Musikratspräsident Martin Maria Krüger hob die Gemeinschaftsaufgabe von Schulen und Musikschulen im Bereich der Ganztagsbetreuung hervor. Er stellte die Bedeutung der öffentlichen Musikschulen im Gesamtfeld der Musikalischen Bildung heraus; sie seien ein zentraler Baustein des Bildungsbereichs. Er bezog sich auf die Vorgängerstudie des miz, in der es um das Amateurmusizieren gegangen war. Hier seien die öffentlichen Musikschulen zentral, die ja mit ihrer Arbeit zum Gedeihen der Amateurmusik in Deutschland wesentlich beitragen. Viele derjenigen, die heute regelmäßig oder punktuell nicht-professionell Musik machen, haben irgendwann eine Musikschule besucht. Auch Ulrich Rademacher betonte, die Musikschulen verständen sich unter anderem als Ermöglicher der Amateurmusik in den unterschiedlichsten musikalischen Zusammenhängen.
Ein weiterer Gegenstand der Untersuchung war der Anteil an Musikschülern gemessen an der Besiedlungsdichte einzelner Regionen. Das Ergebnis: „In der Gesamtschau (…) zeigt sich, dass die ermittelten Werte für dicht und mittelgradig besiedelte Regionen recht nah beieinander liegen. In mittelgradig besiedelten Gebieten werden dabei im Schnitt trotz etwas größerer Entfernungen zwischen den Unterrichtsstätten sogar leicht höhere Musikschüleranteile an der Bevölkerung erreicht. In gering besiedelten Regionen der Länder liegen die Unterrichtsstätten deutlich weiter voneinander entfernt und es werden prozentual eher weniger Menschen von den Musikschulen erreicht.“
In der Diskussion ging es abschließend auch um die Finanzierung der öffentlichen Musikschulen. Eine Drittelfinanzierung sei hier das Ziel, erklärte Rademacher: Land, Kommune und Eltern sollten die Kosten möglichst zu gleichen Teilen tragen. In der Realität sieht dies noch anders aus. Die Verteilung ist von Bundesland zu Bundesland unterschiedlich, wobei die Landeszuschüsse in der Regel hinter den Anteilen der Kommunen und der Eltern zurückbleiben. Dass die Eltern-Gebühren nicht immer weiter steigen dürften, betonte Gräfin Strachwitz. Sonst sei zu befürchten, dass immer mehr Eltern diesen Unterricht nicht mehr finanzieren könnten.

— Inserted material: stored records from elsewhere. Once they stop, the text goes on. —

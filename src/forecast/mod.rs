pub mod inference;
pub mod production;
pub mod weather;

pub use inference::*;
pub use production::*;
pub use weather::*;
//! # Power Simulation
//!
//! Stands in for metered output on each building:
//!
//! - **Solar**: daylight curve, weather multiplier and the final simulated reading
//! - **Equipment**: deterministic per-building hardware and maintenance condition

pub mod equipment;
pub mod solar;

pub use equipment::{equipment_status, maintenance_status};
pub use solar::{solar_curve, weather_impact, PowerSimulator};
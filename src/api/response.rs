use chrono::{DateTime, Utc};
use serde::Serialize;

/// Standard API response wrapper
#[derive(Debug, Serialize)]
pub struct ApiResponse<T: Serialize> {
    pub success: bool,
    pub data: T,
    pub timestamp: DateTime<Utc>,
    /// Item count for list responses
    #[serde(skip_serializing_if = "Option::is_none")]
    pub total_count: Option<usize>,
}

impl<T: Serialize> ApiResponse<T> {
    pub fn success(data: T) -> Self {
        Self {
            success: true,
            data,
            timestamp: Utc::now(),
            total_count: None,
        }
    }

    pub fn with_count(mut self, count: usize) -> Self {
        self.total_count = Some(count);
        self
    }
}

/// Outcome of a command that has no payload.
#[derive(Debug, Serialize)]
pub struct CommandResponse {
    pub success: bool,
    pub message: String,
}

impl CommandResponse {
    pub fn new(success: bool, message: impl Into<String>) -> Self {
        Self {
            success,
            message: message.into(),
        }
    }
}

Ulrich Rademacher schließlich nannte eine weitere Erkenntnis der vorliegenden Studie: In den Bundesländern, die sich besonders für frühkindliche Bildung in der Kitazeit engagierten, so der Verbandschef, könnten signifikant mehr Kinder erreicht werden. „Das ist das Alter, in dem Kinder infiziert werden mit Musik. Wir müssen mehr unterwegs sein in den Bundesländern, in denen das noch nicht geschieht“, erklärte Rademacher. Er wies in seinem Fazit auf den Nachwuchsmangel im Bereich der Musikschullehrkräfte hin, der unbedingt zu bekämpfen sei. Und er betonte einmal mehr die wichtige Vernetzungsfunktion, die den Musikschulen in ihren Regionen zukommt.